* **What to work on**
Restate word for word the lines that begin the listing and end with the line holding "pub fn is_bottom(self)".

————

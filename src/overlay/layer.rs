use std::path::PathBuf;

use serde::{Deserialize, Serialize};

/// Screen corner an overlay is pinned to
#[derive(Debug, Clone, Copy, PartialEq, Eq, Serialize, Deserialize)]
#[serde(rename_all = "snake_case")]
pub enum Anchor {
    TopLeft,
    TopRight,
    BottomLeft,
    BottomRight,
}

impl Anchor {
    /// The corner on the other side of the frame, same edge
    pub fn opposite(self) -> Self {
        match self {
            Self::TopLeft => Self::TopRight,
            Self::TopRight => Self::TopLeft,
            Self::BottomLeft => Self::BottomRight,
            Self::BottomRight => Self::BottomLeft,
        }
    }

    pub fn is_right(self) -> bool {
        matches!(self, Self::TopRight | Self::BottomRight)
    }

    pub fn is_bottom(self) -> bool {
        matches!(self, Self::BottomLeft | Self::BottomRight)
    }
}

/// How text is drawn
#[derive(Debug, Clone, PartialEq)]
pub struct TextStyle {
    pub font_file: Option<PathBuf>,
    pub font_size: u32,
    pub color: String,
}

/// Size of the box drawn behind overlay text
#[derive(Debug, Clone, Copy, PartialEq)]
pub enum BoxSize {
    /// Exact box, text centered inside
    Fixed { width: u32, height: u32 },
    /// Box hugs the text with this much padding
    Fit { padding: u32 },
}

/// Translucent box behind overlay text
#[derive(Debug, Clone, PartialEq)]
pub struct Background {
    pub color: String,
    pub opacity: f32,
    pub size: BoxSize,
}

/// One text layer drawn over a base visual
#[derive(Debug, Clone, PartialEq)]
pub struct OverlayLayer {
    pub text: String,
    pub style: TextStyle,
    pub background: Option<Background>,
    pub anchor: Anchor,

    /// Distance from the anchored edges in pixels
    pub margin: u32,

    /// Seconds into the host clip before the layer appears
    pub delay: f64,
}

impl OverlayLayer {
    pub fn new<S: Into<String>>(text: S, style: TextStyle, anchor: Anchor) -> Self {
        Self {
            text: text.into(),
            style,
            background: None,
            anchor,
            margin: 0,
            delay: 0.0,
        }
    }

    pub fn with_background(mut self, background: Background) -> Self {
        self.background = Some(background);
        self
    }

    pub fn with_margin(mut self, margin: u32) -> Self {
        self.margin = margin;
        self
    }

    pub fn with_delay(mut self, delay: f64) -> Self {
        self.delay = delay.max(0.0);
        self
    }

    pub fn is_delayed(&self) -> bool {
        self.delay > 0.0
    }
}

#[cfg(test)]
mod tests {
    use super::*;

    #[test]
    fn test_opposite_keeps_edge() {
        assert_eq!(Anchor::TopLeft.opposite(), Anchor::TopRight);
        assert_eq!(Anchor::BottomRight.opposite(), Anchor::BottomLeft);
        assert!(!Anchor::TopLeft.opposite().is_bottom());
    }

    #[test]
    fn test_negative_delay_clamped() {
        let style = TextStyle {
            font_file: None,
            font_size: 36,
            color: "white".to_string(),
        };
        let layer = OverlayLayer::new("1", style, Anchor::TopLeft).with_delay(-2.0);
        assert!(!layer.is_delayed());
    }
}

————

* **Answer to the exercise**
filename src/overlay/layer.rs
use std::path::PathBuf;

use serde::{Deserialize, Serialize};

/// Screen corner an overlay is pinned to
#[derive(Debug, Clone, Copy, PartialEq, Eq, Serialize, Deserialize)]
#[serde(rename_all = "snake_case")]
pub enum Anchor {
    TopLeft,
    TopRight,
    BottomLeft,
    BottomRight,
}

impl Anchor {
    /// The corner on the other side of the frame, same edge
    pub fn opposite(self) -> Self {
        match self {
            Self::TopLeft => Self::TopRight,
            Self::TopRight => Self::TopLeft,
            Self::BottomLeft => Self::BottomRight,
            Self::BottomRight => Self::BottomLeft,
        }
    }

    pub fn is_right(self) -> bool {
        matches!(self, Self::TopRight | Self::BottomRight)
    }

    pub fn is_bottom(self) -> bool {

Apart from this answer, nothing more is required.